Task prompt: When you have gone through the records below, state only how many lines include the word "second".

Stored data:
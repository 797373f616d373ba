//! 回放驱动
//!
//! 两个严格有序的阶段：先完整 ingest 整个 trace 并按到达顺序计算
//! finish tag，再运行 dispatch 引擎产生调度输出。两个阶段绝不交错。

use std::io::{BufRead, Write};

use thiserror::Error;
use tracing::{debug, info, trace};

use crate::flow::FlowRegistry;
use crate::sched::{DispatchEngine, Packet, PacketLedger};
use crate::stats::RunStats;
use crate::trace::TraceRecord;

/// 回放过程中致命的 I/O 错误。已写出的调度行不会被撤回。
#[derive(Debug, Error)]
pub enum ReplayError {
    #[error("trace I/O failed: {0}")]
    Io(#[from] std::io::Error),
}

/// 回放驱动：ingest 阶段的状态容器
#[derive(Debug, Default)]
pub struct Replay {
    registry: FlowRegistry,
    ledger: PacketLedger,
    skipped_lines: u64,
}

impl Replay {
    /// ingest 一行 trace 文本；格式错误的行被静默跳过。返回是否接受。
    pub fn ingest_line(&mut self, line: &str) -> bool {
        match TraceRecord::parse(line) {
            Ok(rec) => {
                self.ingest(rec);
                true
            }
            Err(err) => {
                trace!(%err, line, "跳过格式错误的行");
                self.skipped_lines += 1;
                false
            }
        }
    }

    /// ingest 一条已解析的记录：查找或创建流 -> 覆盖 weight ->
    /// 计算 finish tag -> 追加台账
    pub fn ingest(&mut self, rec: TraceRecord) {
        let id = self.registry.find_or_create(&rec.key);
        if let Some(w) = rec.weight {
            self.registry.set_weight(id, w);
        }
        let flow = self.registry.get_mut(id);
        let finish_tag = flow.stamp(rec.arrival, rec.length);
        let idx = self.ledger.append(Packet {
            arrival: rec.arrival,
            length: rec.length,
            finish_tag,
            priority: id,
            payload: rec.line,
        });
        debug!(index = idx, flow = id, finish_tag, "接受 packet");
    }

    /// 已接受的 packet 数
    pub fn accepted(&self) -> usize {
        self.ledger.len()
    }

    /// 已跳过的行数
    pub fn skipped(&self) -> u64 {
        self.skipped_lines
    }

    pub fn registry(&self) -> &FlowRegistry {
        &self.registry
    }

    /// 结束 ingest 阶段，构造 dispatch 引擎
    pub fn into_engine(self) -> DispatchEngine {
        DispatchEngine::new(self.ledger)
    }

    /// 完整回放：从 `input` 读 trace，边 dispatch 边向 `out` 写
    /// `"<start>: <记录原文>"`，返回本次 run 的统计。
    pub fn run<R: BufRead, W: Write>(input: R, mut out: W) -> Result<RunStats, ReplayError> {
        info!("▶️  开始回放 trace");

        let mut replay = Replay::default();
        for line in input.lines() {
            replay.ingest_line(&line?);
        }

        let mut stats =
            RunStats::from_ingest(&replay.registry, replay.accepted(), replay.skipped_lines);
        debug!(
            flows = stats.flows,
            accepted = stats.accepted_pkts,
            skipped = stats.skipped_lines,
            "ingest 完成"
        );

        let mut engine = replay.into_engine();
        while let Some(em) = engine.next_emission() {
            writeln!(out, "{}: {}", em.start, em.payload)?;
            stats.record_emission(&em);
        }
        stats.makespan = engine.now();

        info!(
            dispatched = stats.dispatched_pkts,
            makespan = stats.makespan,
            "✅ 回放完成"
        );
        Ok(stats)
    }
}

==

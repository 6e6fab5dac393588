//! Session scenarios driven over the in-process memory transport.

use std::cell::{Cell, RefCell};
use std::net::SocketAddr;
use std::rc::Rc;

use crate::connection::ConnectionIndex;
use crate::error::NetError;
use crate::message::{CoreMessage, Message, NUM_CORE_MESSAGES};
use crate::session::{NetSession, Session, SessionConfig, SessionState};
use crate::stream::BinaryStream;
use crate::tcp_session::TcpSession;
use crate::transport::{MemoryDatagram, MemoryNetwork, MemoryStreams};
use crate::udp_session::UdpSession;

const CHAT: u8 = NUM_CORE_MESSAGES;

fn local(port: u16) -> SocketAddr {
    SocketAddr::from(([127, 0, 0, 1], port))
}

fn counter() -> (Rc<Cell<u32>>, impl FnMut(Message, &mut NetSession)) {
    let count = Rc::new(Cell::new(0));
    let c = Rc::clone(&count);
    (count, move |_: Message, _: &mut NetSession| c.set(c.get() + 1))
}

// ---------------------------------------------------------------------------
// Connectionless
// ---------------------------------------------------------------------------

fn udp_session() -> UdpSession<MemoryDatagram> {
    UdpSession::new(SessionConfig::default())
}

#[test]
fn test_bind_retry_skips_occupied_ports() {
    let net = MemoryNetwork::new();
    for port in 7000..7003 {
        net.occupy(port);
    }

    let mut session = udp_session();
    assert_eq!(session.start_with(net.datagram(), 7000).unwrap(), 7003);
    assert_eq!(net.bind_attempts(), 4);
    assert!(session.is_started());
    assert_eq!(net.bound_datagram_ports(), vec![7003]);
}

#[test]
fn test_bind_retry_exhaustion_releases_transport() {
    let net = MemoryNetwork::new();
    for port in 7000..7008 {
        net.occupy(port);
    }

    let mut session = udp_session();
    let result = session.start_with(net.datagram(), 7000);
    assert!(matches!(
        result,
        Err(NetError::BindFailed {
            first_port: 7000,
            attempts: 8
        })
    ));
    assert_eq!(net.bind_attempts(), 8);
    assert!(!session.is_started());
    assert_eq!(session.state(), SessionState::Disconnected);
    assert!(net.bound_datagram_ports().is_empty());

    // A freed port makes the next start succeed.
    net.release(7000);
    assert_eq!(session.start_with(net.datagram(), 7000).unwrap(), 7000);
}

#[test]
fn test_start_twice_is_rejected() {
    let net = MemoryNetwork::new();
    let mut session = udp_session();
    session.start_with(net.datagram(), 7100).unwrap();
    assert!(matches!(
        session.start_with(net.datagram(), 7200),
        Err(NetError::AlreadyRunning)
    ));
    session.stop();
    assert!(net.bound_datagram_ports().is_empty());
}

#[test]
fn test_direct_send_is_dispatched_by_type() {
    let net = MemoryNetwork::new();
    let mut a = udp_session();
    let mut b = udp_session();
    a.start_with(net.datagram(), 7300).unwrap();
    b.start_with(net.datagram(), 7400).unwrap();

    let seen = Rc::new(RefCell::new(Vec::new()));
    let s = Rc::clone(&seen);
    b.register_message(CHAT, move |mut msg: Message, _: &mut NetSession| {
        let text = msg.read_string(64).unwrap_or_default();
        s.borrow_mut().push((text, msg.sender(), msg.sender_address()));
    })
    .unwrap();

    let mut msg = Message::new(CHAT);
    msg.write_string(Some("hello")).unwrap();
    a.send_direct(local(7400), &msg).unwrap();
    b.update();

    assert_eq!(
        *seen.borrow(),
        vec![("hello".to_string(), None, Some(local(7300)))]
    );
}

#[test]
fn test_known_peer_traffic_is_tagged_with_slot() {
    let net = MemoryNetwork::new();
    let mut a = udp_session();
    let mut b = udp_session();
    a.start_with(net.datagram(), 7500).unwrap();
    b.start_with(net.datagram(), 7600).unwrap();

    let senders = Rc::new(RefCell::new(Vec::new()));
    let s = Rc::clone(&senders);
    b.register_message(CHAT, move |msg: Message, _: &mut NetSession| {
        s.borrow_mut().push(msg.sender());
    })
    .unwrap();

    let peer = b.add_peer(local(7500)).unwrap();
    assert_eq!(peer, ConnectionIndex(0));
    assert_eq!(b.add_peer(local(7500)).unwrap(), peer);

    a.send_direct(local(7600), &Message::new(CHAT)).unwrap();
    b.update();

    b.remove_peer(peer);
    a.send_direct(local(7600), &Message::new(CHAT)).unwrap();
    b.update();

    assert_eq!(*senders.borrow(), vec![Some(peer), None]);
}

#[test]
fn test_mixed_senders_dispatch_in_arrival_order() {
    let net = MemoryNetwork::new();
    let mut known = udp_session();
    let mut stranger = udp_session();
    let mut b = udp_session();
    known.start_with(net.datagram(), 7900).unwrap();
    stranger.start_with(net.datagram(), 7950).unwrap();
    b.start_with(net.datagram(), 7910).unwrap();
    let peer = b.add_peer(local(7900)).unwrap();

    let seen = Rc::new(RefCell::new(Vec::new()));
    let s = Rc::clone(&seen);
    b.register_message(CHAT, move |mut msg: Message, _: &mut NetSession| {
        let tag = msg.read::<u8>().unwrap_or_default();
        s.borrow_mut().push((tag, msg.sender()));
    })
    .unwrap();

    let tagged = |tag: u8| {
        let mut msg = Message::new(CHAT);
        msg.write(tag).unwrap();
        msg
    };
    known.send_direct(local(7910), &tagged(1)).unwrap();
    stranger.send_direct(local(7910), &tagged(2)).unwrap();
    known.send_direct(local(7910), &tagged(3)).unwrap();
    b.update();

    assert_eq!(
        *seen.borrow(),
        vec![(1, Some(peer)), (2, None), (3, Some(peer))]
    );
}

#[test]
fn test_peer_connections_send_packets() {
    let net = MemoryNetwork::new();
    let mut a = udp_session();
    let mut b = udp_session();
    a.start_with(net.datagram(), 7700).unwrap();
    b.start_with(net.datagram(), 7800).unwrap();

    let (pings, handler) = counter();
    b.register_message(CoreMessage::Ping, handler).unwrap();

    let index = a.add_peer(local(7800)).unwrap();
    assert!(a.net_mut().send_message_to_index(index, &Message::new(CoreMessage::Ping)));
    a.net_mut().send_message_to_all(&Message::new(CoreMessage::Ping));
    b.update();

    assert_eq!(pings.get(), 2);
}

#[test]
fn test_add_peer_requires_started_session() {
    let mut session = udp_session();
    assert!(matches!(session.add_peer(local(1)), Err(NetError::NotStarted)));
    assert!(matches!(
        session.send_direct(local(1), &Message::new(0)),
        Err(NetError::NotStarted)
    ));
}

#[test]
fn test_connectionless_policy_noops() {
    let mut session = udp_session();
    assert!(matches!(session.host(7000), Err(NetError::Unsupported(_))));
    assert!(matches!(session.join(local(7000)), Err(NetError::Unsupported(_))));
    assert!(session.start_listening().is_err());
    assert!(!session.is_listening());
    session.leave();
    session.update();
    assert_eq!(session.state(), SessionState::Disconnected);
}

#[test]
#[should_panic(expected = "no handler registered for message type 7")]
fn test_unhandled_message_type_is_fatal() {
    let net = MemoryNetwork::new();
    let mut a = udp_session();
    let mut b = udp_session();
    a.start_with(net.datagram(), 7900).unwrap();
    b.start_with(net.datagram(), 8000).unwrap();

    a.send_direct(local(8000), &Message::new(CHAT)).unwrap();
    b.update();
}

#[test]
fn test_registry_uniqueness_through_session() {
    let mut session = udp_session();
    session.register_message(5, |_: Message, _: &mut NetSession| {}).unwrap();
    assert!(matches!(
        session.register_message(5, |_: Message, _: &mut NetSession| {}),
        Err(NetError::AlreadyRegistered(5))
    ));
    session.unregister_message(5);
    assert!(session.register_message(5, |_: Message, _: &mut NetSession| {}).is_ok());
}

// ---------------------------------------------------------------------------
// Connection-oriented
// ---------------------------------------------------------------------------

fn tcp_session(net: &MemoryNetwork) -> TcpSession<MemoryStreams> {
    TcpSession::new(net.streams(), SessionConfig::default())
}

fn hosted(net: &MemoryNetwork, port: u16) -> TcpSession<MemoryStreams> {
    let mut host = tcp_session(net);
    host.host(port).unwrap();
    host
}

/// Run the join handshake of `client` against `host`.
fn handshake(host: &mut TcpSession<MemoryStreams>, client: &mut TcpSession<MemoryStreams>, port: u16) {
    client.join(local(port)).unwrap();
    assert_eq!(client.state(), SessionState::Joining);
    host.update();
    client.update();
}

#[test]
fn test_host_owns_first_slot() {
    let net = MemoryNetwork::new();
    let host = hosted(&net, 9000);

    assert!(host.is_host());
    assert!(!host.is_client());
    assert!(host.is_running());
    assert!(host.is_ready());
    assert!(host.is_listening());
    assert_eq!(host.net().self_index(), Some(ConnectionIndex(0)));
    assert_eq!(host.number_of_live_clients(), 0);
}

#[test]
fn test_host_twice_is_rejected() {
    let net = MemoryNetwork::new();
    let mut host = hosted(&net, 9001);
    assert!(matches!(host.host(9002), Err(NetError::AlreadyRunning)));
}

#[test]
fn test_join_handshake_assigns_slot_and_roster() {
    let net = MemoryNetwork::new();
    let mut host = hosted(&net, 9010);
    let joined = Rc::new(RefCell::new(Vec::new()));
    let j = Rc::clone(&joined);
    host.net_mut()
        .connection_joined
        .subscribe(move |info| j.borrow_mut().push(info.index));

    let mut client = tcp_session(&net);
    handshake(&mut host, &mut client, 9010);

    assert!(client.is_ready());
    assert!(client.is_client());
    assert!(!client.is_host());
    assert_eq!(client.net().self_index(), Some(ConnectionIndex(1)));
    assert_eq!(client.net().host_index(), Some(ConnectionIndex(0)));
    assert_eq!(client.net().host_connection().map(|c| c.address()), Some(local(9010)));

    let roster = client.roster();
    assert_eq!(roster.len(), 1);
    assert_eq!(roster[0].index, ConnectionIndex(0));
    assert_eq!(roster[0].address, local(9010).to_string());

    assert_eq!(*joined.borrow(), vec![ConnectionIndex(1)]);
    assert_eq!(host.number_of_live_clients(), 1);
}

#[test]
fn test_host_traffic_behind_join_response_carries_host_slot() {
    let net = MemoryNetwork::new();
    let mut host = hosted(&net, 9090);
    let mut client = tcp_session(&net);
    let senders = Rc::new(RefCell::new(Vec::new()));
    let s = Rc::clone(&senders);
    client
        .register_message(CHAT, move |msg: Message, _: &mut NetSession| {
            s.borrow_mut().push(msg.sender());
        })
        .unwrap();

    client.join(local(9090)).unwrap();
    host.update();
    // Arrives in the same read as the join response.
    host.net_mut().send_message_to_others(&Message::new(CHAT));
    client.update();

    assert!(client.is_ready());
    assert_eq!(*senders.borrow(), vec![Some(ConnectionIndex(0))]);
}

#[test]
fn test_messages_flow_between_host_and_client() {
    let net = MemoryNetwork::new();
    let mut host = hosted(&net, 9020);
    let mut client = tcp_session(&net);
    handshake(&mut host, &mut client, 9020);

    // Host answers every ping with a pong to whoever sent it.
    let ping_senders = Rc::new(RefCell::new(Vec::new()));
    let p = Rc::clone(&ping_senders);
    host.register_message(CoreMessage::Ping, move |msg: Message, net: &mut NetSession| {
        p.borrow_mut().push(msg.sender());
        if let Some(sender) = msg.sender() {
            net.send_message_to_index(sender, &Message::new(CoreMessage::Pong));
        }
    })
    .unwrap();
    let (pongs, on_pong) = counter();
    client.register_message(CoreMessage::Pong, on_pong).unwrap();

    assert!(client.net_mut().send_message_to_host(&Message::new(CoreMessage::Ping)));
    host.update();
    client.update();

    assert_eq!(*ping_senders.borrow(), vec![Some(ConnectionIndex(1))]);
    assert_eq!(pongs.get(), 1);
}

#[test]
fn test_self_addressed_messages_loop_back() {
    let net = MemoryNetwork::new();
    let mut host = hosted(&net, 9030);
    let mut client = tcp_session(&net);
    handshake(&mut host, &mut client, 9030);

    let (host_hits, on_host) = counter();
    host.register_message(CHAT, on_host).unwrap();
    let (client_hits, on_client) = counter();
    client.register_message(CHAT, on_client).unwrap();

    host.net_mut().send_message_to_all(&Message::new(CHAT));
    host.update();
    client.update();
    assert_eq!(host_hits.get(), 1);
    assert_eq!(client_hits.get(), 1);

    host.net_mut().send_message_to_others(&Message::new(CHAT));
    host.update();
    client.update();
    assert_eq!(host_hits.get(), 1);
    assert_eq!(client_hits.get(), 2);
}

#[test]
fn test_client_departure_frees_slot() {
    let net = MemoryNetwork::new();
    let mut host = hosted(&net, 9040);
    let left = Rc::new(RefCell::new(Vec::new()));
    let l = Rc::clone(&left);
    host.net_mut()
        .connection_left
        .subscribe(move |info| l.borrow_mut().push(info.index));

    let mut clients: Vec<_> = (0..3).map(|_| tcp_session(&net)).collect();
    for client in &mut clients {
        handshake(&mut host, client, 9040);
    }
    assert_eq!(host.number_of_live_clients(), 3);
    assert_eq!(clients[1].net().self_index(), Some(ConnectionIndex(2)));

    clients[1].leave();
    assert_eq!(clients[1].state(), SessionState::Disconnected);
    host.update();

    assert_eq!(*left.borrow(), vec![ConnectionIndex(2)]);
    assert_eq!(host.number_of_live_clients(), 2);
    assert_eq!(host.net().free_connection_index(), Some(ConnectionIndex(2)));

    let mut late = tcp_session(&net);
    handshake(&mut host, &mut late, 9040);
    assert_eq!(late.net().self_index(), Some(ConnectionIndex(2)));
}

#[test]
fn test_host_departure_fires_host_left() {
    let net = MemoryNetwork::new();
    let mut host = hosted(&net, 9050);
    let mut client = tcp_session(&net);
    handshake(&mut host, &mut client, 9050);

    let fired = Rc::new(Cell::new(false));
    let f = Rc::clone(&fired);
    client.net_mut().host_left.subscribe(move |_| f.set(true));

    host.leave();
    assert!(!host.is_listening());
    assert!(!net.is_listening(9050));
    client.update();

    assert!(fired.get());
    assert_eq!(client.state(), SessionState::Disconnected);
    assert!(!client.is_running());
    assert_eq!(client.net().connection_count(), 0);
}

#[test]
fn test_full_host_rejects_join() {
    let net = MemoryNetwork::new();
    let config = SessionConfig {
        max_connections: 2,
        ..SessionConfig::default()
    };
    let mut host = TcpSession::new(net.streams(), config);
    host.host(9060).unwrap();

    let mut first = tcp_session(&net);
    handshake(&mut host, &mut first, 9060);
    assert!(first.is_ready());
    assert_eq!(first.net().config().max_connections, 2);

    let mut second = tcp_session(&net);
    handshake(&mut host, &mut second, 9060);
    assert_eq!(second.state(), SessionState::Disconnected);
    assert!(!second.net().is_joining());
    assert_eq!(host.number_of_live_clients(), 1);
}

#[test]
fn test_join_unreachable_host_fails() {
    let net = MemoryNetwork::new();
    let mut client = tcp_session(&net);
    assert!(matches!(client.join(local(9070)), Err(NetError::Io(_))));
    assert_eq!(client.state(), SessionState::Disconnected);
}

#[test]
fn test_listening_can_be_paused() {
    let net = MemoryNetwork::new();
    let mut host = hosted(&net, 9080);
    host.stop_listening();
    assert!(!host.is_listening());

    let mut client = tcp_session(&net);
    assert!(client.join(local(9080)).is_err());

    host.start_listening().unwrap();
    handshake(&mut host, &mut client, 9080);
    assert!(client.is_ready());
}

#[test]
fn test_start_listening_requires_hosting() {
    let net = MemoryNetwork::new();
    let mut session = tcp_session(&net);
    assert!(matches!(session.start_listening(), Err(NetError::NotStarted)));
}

Output for this task: 4